Hollinghurst is a master sociologist of the ruling class (Line of Beauty, 2006)

Hollinghurst is a master sociologist of the ruling class (Line of Beauty, 2006)


October 3, 2024   7 mins

Elite misbehaviour is the Ariadne’s thread, the unifying theme, running through Alan Hollinghurst’s oeuvre. From his debut novel, The Swimming-Pool Library, to his latest work, Our Evenings, his characters tend to be entitled toffs — or bourgeois parvenus with a ringside view of their milieu — who get up to all kinds of nastiness.

All too often, an admixture of careerism and cynicism prompts them to throw in their lot with the most reactionary causes, which, amplified by the tabloid press, lead to disastrous social consequences. The stakes vary, oscillating between well-heeled prissiness and outright skinhead violence directed against homosexuals and racial minorities. Hollinghurst, of course, is too clever to tax us with straightforward causality. He works through implication and omission. Allied to this Jamesian habit of mind is a very English scepticism of theory.

But theory is one thing, morality another. Hollinghurst’s mannered, swaggering debut unquestionably brims with it. The Swimming-Pool Library is nothing less than an indictment of the moral shortcomings of Britain’s ruling class. Set in 1983, the novel takes place in a world of prelapsarian promiscuity before AIDS permanently consumed the gay scene. Just down from Oxford and in no real need of a job, William Beckwith, a sinewy 20-something aristo, is able to take full advantage of it — “the sex-sharp little circuits of discos and pubs and cottages” — thanks to his grandfather’s fortune, prematurely handed over to him to avoid death duties. His aristocratic ennui is offset by his penchant for predatory sex with subalterns, men “vastly poorer and dimmer than himself — younger, too. I don’t think [Will’s] ever made it with anyone with a degree. It’s forever these raids on the inarticulate.” His is the proprietary lust of the possessing classes. “I must have him” is Will’s refrain, and what he wants, he usually gets.

An encounter with a queer peer, Charles Nantwich, in a public lav soon results in a friendship. Rather taken by Charles and his club, a happily old-fashioned institution full of men of “fantastic seniority”, Will agrees to write his biography. And so, in a pivotal scene, Will lights upon an astonishing find in Charles’s diaries. The poor chap’s life, he learns, had been destroyed by an up-and-coming Tory politician, who whipped up a moral panic over homosexuality after Charles had been caught soliciting. If that isn’t awful enough, it turns out that the person behind it all was in fact Will’s own grandfather. Will’s cheerfully disinhibited gay existence, in other words, had all along been sustained by proceeds from the original sin of gay oppression.

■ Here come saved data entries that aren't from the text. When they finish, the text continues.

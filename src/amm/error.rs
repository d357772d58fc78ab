//! Tipo de erro unificado do AMM com formatação estável.
use core::fmt;
use std::collections::BTreeMap;

use crate::amm::error_catalog::{default_locale_message, AmmErrorCode};

const CONTEXT_VALUE_MAX: usize = 256;

fn sanitize_value(input: &str) -> String {
    let cleaned: String = input
        .chars()
        .map(|ch| match ch {
            '\n' | '\r' | '\t' => ' ',
            other => other,
        })
        .collect();
    if cleaned.chars().count() > CONTEXT_VALUE_MAX {
        let mut truncated: String = cleaned.chars().take(CONTEXT_VALUE_MAX - 1).collect();
        truncated.push('…');
        truncated
    } else {
        cleaned
    }
}

fn escape_json(input: &str) -> String {
    let mut escaped = String::with_capacity(input.len() + 8);
    for ch in input.chars() {
        match ch {
            '"' => escaped.push_str("\\\""),
            '\\' => escaped.push_str("\\\\"),
            '\n' => escaped.push_str("\\n"),
            '\r' => escaped.push_str("\\r"),
            '\t' => escaped.push_str("\\t"),
            '\u{08}' => escaped.push_str("\\b"),
            '\u{0c}' => escaped.push_str("\\f"),
            c if c.is_control() => {
                use core::fmt::Write as _;
                let _ = write!(&mut escaped, "\\u{:04x}", c as u32);
            }
            _ => escaped.push(ch),
        }
    }
    escaped
}

/// Substitui `{chave}` pelo valor do contexto; chaves desconhecidas ficam intactas.
fn render_template(template: &str, context: &BTreeMap<String, String>) -> String {
    let mut rendered = String::with_capacity(template.len());
    let mut chars = template.chars();
    while let Some(ch) = chars.next() {
        if ch != '{' {
            rendered.push(ch);
            continue;
        }
        let key: String = chars.by_ref().take_while(|c| *c != '}').collect();
        match context.get(&key) {
            Some(value) if !key.is_empty() => rendered.push_str(value),
            _ => {
                rendered.push('{');
                rendered.push_str(&key);
                rendered.push('}');
            }
        }
    }
    rendered
}

/// Erro do AMM com contexto estruturado.
#[derive(Debug, Clone, PartialEq, Eq)]
pub struct AmmError {
    pub code: AmmErrorCode,
    pub context: BTreeMap<String, String>,
}

impl AmmError {
    /// Cria um novo erro sem contexto adicional.
    pub fn new(code: AmmErrorCode) -> Self {
        Self {
            code,
            context: BTreeMap::new(),
        }
    }

    /// Adiciona um par chave/valor ao contexto.
    pub fn with_context<K, V>(mut self, key: K, value: V) -> Self
    where
        K: Into<String>,
        V: ToString,
    {
        let key_string = key.into();
        if !key_string.is_empty() {
            let sanitized = sanitize_value(&value.to_string());
            self.context.insert(key_string, sanitized);
        }
        self
    }

    pub fn code(&self) -> AmmErrorCode {
        self.code
    }

    fn resolved_message(&self) -> String {
        render_template(default_locale_message(self.code), &self.context)
    }

    /// Mensagem curta para UI.
    pub fn to_user_string(&self) -> String {
        format!("[{}] {}", self.code.code(), self.resolved_message())
    }

    /// Renderiza um template arbitrário usando o contexto atual.
    pub fn render_with_template(&self, template: &str) -> String {
        render_template(template, &self.context)
    }

    /// Serialização estável em JSON para logs.
    pub fn to_log_json(&self) -> String {
        let message = self.resolved_message();
        let mut json = String::from("{");
        json.push_str("\"code\":\"");
        json.push_str(&escape_json(self.code.code()));
        json.push_str("\",\"title\":\"");
        json.push_str(&escape_json(self.code.title()));
        json.push_str("\",\"message\":\"");
        json.push_str(&escape_json(&message));
        json.push_str("\",\"context\":{");
        for (idx, (key, value)) in self.context.iter().enumerate() {
            if idx > 0 {
                json.push(',');
            }
            json.push('"');
            json.push_str(&escape_json(key));
            json.push_str("\":\"");
            json.push_str(&escape_json(value));
            json.push('"');
        }
        json.push_str("}}");
        json
    }
}

impl From<AmmErrorCode> for AmmError {
    fn from(code: AmmErrorCode) -> Self {
        Self::new(code)
    }
}

/// Permite `assert_eq!(err, AmmErrorCode::ZeroAmount)` ignorando o contexto.
impl PartialEq<AmmErrorCode> for AmmError {
    fn eq(&self, other: &AmmErrorCode) -> bool {
        self.code == *other
    }
}

impl fmt::Display for AmmError {
    fn fmt(&self, f: &mut fmt::Formatter<'_>) -> fmt::Result {
        f.write_str(&self.to_user_string())
    }
}

impl std::error::Error for AmmError {}

/// Resultado padrão para operações do AMM.
pub type Result<T> = std::result::Result<T, AmmError>;

#[macro_export]
macro_rules! amm_err {
  ($code:expr) => {{
    $crate::amm::error::AmmError::new($code)
  }};
  ($code:expr, $($key:ident => $value:expr),+ $(,)?) => {{
    let mut err = $crate::amm::error::AmmError::new($code);
    $(
      err = err.with_context(stringify!($key), $value);
    )+
    err
  }};
  ($code:expr, { $($key:expr => $value:expr),+ $(,)? }) => {{
    let mut err = $crate::amm::error::AmmError::new($code);
    $(
      err = err.with_context($key, $value);
    )+
    err
  }};
}

#[macro_export]
macro_rules! amm_bail {
  ($($tt:tt)*) => {
    return Err($crate::amm_err!($($tt)*))
  };
}

#[cfg(test)]
mod tests {
    use super::*;

    #[test]
    fn user_string_basic() {
        let err = AmmError::new(AmmErrorCode::ZeroAmount);
        assert_eq!(err.to_user_string(), "[AMM-0001] amount deve ser > 0");
    }

    #[test]
    fn placeholder_subst() {
        let err = AmmError::new(AmmErrorCode::Overflow).with_context("op", "mul_div");
        assert_eq!(err.render_with_template("falha em {op}"), "falha em mul_div");
    }

    #[test]
    fn log_json_shape() {
        let err = AmmError::new(AmmErrorCode::InsufficientShares)
            .with_context("requested", 10)
            .with_context("balance", 3);
        let json = err.to_log_json();
        assert!(json.starts_with('{'));
        assert!(json.contains("\"code\":\"AMM-0003\""));
        assert!(json.contains("\"context\":{\"balance\":\"3\",\"requested\":\"10\"}"));
    }

    #[test]
    fn compares_against_code() {
        let err = AmmError::from(AmmErrorCode::TransferFailed).with_context("asset", "A");
        assert_eq!(err, AmmErrorCode::TransferFailed);
        assert!(err != AmmErrorCode::Overflow);
    }

    #[test]
    fn macros_variants() {
        let err = amm_err!(AmmErrorCode::ZeroAmount, amount => 0);
        assert_eq!(err.code, AmmErrorCode::ZeroAmount);
        assert_eq!(err.context.get("amount").map(String::as_str), Some("0"));

        let err_block = amm_err!(AmmErrorCode::InsufficientReserves, { "reserve_a" => 0 });
        assert_eq!(err_block.code, AmmErrorCode::InsufficientReserves);
        assert_eq!(err_block.context.get("reserve_a").map(String::as_str), Some("0"));
    }

    fn bails() -> Result<()> {
        amm_bail!(AmmErrorCode::InvalidFee, fee_bps => 10_000);
    }

    #[test]
    fn bail_returns_err() {
        let err = bails().unwrap_err();
        assert_eq!(err, AmmErrorCode::InvalidFee);
        assert_eq!(err.context.get("fee_bps").map(String::as_str), Some("10000"));
    }
}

At the time of its publication, the politics of The Swimming-Pool Library attracted much less comment than did the sex. Naturally enough, readers were rather more taken by its concupiscent protagonist, unencumbered by such quaint notions as consent. Will, who divides his time between clubland and cottaging, pines for young black men: “Oh, the ever-open softness of black lips; and the strange dryness of the knots of his pigtails.” Arthur, of West Indian origin, fits the bill, and lets Will have his way with him: “after a few seconds’ brutal fumbling, [I] fucked him cruelly. He let out little compacted shouts of pain, but I snarled at him to shut up and with fine submission he bit them back.”

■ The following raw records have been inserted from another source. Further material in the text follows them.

//! Configuração do motor (taxa de swap).

use super::error::Result;
use super::error_catalog::AmmErrorCode;
use super::guardrails::ensure_fee;
use super::types::{Bps, DEFAULT_FEE_BPS};
use crate::amm_err;

/// Variável de ambiente com a taxa em bps.
pub const FEE_BPS_ENV: &str = "DEX_FEE_BPS";

/// Parâmetros imutáveis de um pool.
#[derive(Clone, Copy, Debug, PartialEq, Eq)]
pub struct AmmConfig {
    fee_bps: Bps,
}

impl Default for AmmConfig {
    fn default() -> Self {
        Self {
            fee_bps: DEFAULT_FEE_BPS,
        }
    }
}

impl AmmConfig {
    /// Valida `fee_bps < 10_000`.
    pub fn new(fee_bps: Bps) -> Result<Self> {
        ensure_fee(fee_bps)?;
        Ok(Self { fee_bps })
    }

    /// Lê `DEX_FEE_BPS`; ausente ⇒ padrão (30 bps).
    pub fn from_env() -> Result<Self> {
        match std::env::var(FEE_BPS_ENV) {
            Ok(raw) => Self::parse_fee(&raw),
            Err(_) => Ok(Self::default()),
        }
    }

    fn parse_fee(raw: &str) -> Result<Self> {
        let fee_bps = raw
            .trim()
            .parse::<Bps>()
            .map_err(|_| amm_err!(AmmErrorCode::InvalidFee, { FEE_BPS_ENV => raw }))?;
        Self::new(fee_bps)
    }

    pub fn fee_bps(&self) -> Bps {
        self.fee_bps
    }
}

As it was, The Swimming-Pool Library was a tamer affair than The Folding Star, Hollinghurst’s answer to Lolita and Death in Venice. Here’s his narrator, Edward Manners, finally having it off with the object of his sexual fantasies, his precocious pupil Luc Altidore, a Flemish teenager, in the novel’s climax: “I was up on the chair, fucking him like a squaddie doing push-ups, ten, twenty, fifty… I had a dim sense of protest, postponed as if he wasn’t quite sure.”

Now, in Our Evenings, his latest novel, Hollinghurst bites back the gay sex. Gone, too, is the racial fetishisation of his early works. Reviewers have been quick to detect a note of repentance in the new novel, and The New Yorker, of all places, complained how boringly PC it is. Its narrator is a gay Anglo-Burmese actor; its themes, prejudice and parochialism in postwar British life.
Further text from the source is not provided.